Rankin is committed to Coldbath Fields, a traumatic experience that exacerbates his instability. He again assumes the Strangler persona and escapes after disfiguring a guard and murdering a kitchen maid. Back at his house, Rankin regains his senses before he can kill his daughter Lily. Confronted by the police, he leaps out a window and makes his way to Newgate Prison, where he tries to rebury the knife. The police pursue Rankin there and shoot him. In his last moments, Rankin declares that he and the knife both belong in the cemetery.

==Production==
The film was originally going to be called Stranglehold and was written by Jan Read, a friend of Boris Karloff's.

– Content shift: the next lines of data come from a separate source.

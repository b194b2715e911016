use dungyzon_common::{
    ProductDetails, SearchResultItem, discount_percent, star_breakdown, truncate_title,
};
use dungyzon_frontend::api::{ApiClient, ProductApi, SearchApi};
use dungyzon_frontend::command::{Command, HELP};
use dungyzon_frontend::config;
use dungyzon_frontend::logging;
use dungyzon_frontend::search::{SearchDataController, SearchSnapshot};
use dungyzon_frontend::storage::{JsonFileStore, KeyValueStore, MemoryStore, Preferences};

use anyhow::Result;
use std::sync::Arc;
use tokio::io::{AsyncBufReadExt, BufReader};

const TITLE_WIDTH: usize = 60;

#[tokio::main]
async fn main() -> Result<()> {
    let config = config::read_config()?;
    let _logging_guard = logging::init_logging(&config.log_dir, "dungyzon", &config.log_level)?;

    tracing::info!("Dungyzon front-end starting ({:?} mode, API at {})", config.mode, config.base_url());

    let client = Arc::new(ApiClient::new(config.base_url(), config.request_timeout())?);

    let store: Arc<dyn KeyValueStore> = match JsonFileStore::open(&config.storage_path) {
        Ok(store) => Arc::new(store),
        Err(e) => {
            tracing::warn!("Storage at {} unavailable ({}), using memory only", config.storage_path, e);
            Arc::new(MemoryStore::new())
        }
    };
    let prefs = Preferences::new(store);

    let args: Vec<String> = std::env::args().skip(1).collect();
    let initial_query = if args.is_empty() {
        prefs.last_search().unwrap_or_default()
    } else {
        args.join(" ")
    };
    if !initial_query.is_empty() {
        prefs.record_search(&initial_query);
        prefs.set_last_search(&initial_query);
    }

    let search_api: Arc<dyn SearchApi> = client.clone();
    let controller = SearchDataController::new(search_api, initial_query, 1, config.controller_options());
    let max_retries = controller.options().max_retries;

    let mut updates = controller.subscribe();
    tokio::spawn(async move {
        while updates.changed().await.is_ok() {
            let snapshot = updates.borrow_and_update().clone();
            render_snapshot(&snapshot, max_retries);
        }
    });

    println!("{}", HELP);
    let mut lines = BufReader::new(tokio::io::stdin()).lines();

    loop {
        let line = tokio::select! {
            line = lines.next_line() => line?,
            _ = tokio::signal::ctrl_c() => {
                tracing::info!("Shutdown signal received.");
                break;
            }
        };
        let Some(line) = line else { break };
        if line.trim().is_empty() {
            continue;
        }

        let command = match Command::parse(&line) {
            Ok(command) => command,
            Err(e) => {
                println!("{} (type /help)", e);
                continue;
            }
        };

        match command {
            Command::Search(term) => {
                if !term.is_empty() {
                    prefs.record_search(&term);
                    prefs.set_last_search(&term);
                }
                controller.set_query(&term);
            }
            Command::Page(page) => controller.set_current_page(page),
            Command::Next => {
                let snapshot = controller.snapshot();
                if snapshot.has_more() {
                    controller.set_current_page(snapshot.current_page + 1);
                } else {
                    println!("No more pages.");
                }
            }
            Command::Prev => {
                let snapshot = controller.snapshot();
                if snapshot.current_page > 1 {
                    controller.set_current_page(snapshot.current_page - 1);
                } else {
                    println!("Already on the first page.");
                }
            }
            Command::Retry => controller.refetch(),
            Command::Details(n) => show_details(&client, &controller, n, false).await,
            Command::Quick(n) => show_details(&client, &controller, n, true).await,
            Command::Favorite(n) => match visible_item(&controller, n) {
                Some(item) => match prefs.toggle_favorite(&item) {
                    Some(true) => println!("Added to favorites: {}", truncate_title(item.name(), TITLE_WIDTH)),
                    Some(false) => println!("Removed from favorites: {}", truncate_title(item.name(), TITLE_WIDTH)),
                    None => println!("Result #{} has no product id", n),
                },
                None => println!("No result #{}", n),
            },
            Command::Favorites => {
                let favorites = prefs.favorites();
                if favorites.is_empty() {
                    println!("No favorites yet.");
                }
                for fav in favorites {
                    println!(
                        "  {}  {}  {}  (added {})",
                        fav.id,
                        truncate_title(fav.name.as_deref(), TITLE_WIDTH),
                        fav.price.as_deref().unwrap_or("-"),
                        fav.added_at.format("%Y-%m-%d")
                    );
                }
            }
            Command::History => {
                for (idx, term) in prefs.search_history().iter().enumerate() {
                    println!("  {:>2}. {}", idx + 1, term);
                }
            }
            Command::Theme => {
                let dark = prefs.toggle_dark_mode();
                println!("Dark mode {}", if dark { "on" } else { "off" });
            }
            Command::Help => println!("{}", HELP),
            Command::Quit => break,
        }
    }

    controller.dispose();
    tracing::info!("Dungyzon front-end stopped.");
    Ok(())
}

fn visible_item(controller: &SearchDataController, n: usize) -> Option<SearchResultItem> {
    controller.snapshot().search_results.get(n.checked_sub(1)?).cloned()
}

async fn show_details(client: &ApiClient, controller: &SearchDataController, n: usize, quick: bool) {
    let Some(item) = visible_item(controller, n) else {
        println!("No result #{}", n);
        return;
    };
    let Some(asin) = item.asin() else {
        println!("Result #{} has no product id", n);
        return;
    };

    println!("Loading product details...");
    let details = if quick {
        client.quick_product(asin).await
    } else {
        client.product_details(asin).await
    };
    match details {
        Ok(details) => render_details(&item, &details),
        Err(e) => {
            tracing::error!("Error fetching product details for {}: {}", asin, e);
            println!("Failed to fetch product details: {}", e);
        }
    }
}

fn stars(rating: f64) -> String {
    star_breakdown(rating).iter().map(|s| s.symbol()).collect()
}

fn render_snapshot(snapshot: &SearchSnapshot, max_retries: u32) {
    if snapshot.is_loading {
        println!("Loading '{}' page {}...", snapshot.query, snapshot.current_page);
        return;
    }

    if let Some(error) = &snapshot.error {
        if !snapshot.retries_exhausted() {
            println!("Request failed: {}. Retrying ({}/{})...", error, snapshot.retry_count, max_retries);
        } else {
            println!("Please try at a later time: {}. Type /retry to try again.", error);
        }
        return;
    }

    if !snapshot.has_active_query() {
        return;
    }
    if snapshot.search_results.is_empty() {
        println!("No results for '{}'.", snapshot.query);
        return;
    }

    println!();
    for (idx, item) in snapshot.search_results.iter().enumerate() {
        let mut badges = Vec::new();
        if item.is_best_seller() {
            badges.push("Best Seller");
        }
        if item.has_prime() {
            badges.push("Prime");
        }
        if item.is_amazon_choice() {
            badges.push("Amazon's Choice");
        }
        if item.is_limited_deal() {
            badges.push("Limited Deal");
        }

        let price = item.price_string().unwrap_or("Price not available");
        let discount = item
            .original_price_string()
            .and_then(|original| discount_percent(original, price))
            .map(|pct| format!(" (-{}%)", pct))
            .unwrap_or_default();

        println!(
            "{:>3}. {}\n     {}{}  {} ({})  {}",
            idx + 1,
            truncate_title(item.name(), TITLE_WIDTH),
            price,
            discount,
            stars(item.stars().unwrap_or(0.0)),
            item.stars().unwrap_or(0.0),
            badges.join(" · ")
        );
    }

    let pagination = &snapshot.pagination;
    println!(
        "Page {} of {}{} · {} result(s){}",
        snapshot.current_page,
        pagination.total_pages,
        if snapshot.has_more() { "+" } else { "" },
        pagination.total,
        if snapshot.has_more() { " · /next for more" } else { "" }
    );
}

fn render_details(item: &SearchResultItem, details: &ProductDetails) {
    let Some(info) = &details.details else {
        println!("No product details found");
        return;
    };

    println!();
    println!("{}", info.name.as_deref().or(item.name()).unwrap_or("Unknown Product"));

    let price = info.pricing.as_deref().or(item.price_string()).unwrap_or("-");
    match info.original_price.as_deref() {
        Some(original) => match discount_percent(original, price) {
            Some(pct) => println!("Price: {} (was {}, save {}%)", price, original, pct),
            None => println!("Price: {} (was {})", price, original),
        },
        None => println!("Price: {}", price),
    }
    if let Some(shipping) = &info.shipping_price {
        match &info.shipping_time {
            Some(time) => println!("Shipping: {}, arrives {}", shipping, time),
            None => println!("Shipping: {}", shipping),
        }
    }
    if let Some(status) = &info.availability_status {
        println!("Availability: {}", status);
    }

    let rating = info.average_rating.or(item.stars()).unwrap_or(0.0);
    let ratings = info.total_ratings.or(item.total_reviews()).unwrap_or(0);
    println!("Rating: {} {} ({} ratings)", stars(rating), rating, ratings);
    for (star, pct) in info.star_percentages() {
        println!("  {} star  {:<20} {}%", star, "#".repeat((pct / 5.0).round() as usize), pct);
    }
    if info.is_coupon_exists {
        println!("Coupon available");
    }

    if let Some(description) = &info.full_description {
        println!("\n{}", description);
    }
    for bullet in &info.feature_bullets {
        println!("  • {}", bullet);
    }
    if let Some(product_info) = &info.product_information {
        for (key, value) in product_info {
            let value = value.as_str().map(String::from).unwrap_or_else(|| value.to_string());
            println!("  {}: {}", key, value);
        }
    }
    if let Some(insights) = &info.customers_say {
        println!("\nWhat Customers Say:");
        if let Some(summary) = &insights.summary {
            println!("  {}", summary);
        }
        for (category, count) in &insights.select_to_learn_more {
            match count.positive_percent() {
                Some(pct) => println!("  {}: {}/{} positive ({}%)", category, count.positive, count.total, pct),
                None => println!("  {}: no feedback", category),
            }
        }
    }
    if !info.images.is_empty() {
        println!("Images: {}", info.images.len());
    }

    let reviews = details.reviews_to_show();
    if !reviews.is_empty() {
        println!("\nReviews:");
    }
    for review in reviews {
        println!(
            "  {} {}  {}",
            stars(review.stars.unwrap_or(0.0)),
            review.display_title(),
            review.formatted_date()
        );
        if let Some(text) = &review.review {
            println!("    {}", text);
        }
        println!(
            "    By {}{}",
            review.author(),
            if review.verified_purchase { " · Verified Purchase" } else { "" }
        );
    }
    if let Some(url) = item.url() {
        println!("\n{}", url);
    }
}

He gave the script to producer Richard Gordon, who was looking to make a horror movie in the UK. Gordon set up Amalgamated Productions with Charles Vetters and had started providing U.S. funding and talent for eight pictures shot in Britain.

Amalgamated went into partnership with British producer John Croydon and negotiated a deal with distributor Eros Films, who agreed to guarantee 70% of the film's budget after delivery of the final product. The remaining 30% of the budget was provided by the National Film Finance Corporation.

The agreement with Eros was conditional on Amalgamated providing a second film, so Gordon arranged to make Fiend Without a Face back to back with a different cast and director. MGM picked up both films for release. Gordon later estimated the cost of the two movies together was approximately £80,000, excluding the costs of imported American stars.

Read's script was rewritten by John Croydon, who brought in the idea of making the killer a Jack the Ripper-type murderer and having the transformation be physical (in the original draft, Rankin was only possessed by the killer's spirit).

The film was shot in Walton Studios in Surrey. Karloff was paid $27,500 for four weeks, with an option to make a second film for Amalgamated.

Executive producer Richard Gordon and interviewer Tom Weaver talk about the making of The Haunted Strangler on the audio commentary of the Criterion DVD, available as part of the 2007 box set Monsters and Madmen.

==Reception==
===Box office===
According to MGM records, this film and Fiend Without a Face together earned $350,000 in the U.S. and Canada and $300,000 elsewhere, resulting in a profit to the studio of $160,000.

===Critical===
The Monthly Film Bulletin wrote: "This ludicrously improbable plot, which peters out into a series of tediously repetitive chases, is used as an excuse for the now familiar ingredients of the current horror trend. Karloff and Jean Kent play with well-intentioned earnestness, and Vera Day is as bright as ever in her brief sequences."

In British Sound Films: The Studio Years 1928–1959 David Quinlan rated the film as "average", writing: "Gruesome horror film, quite scary."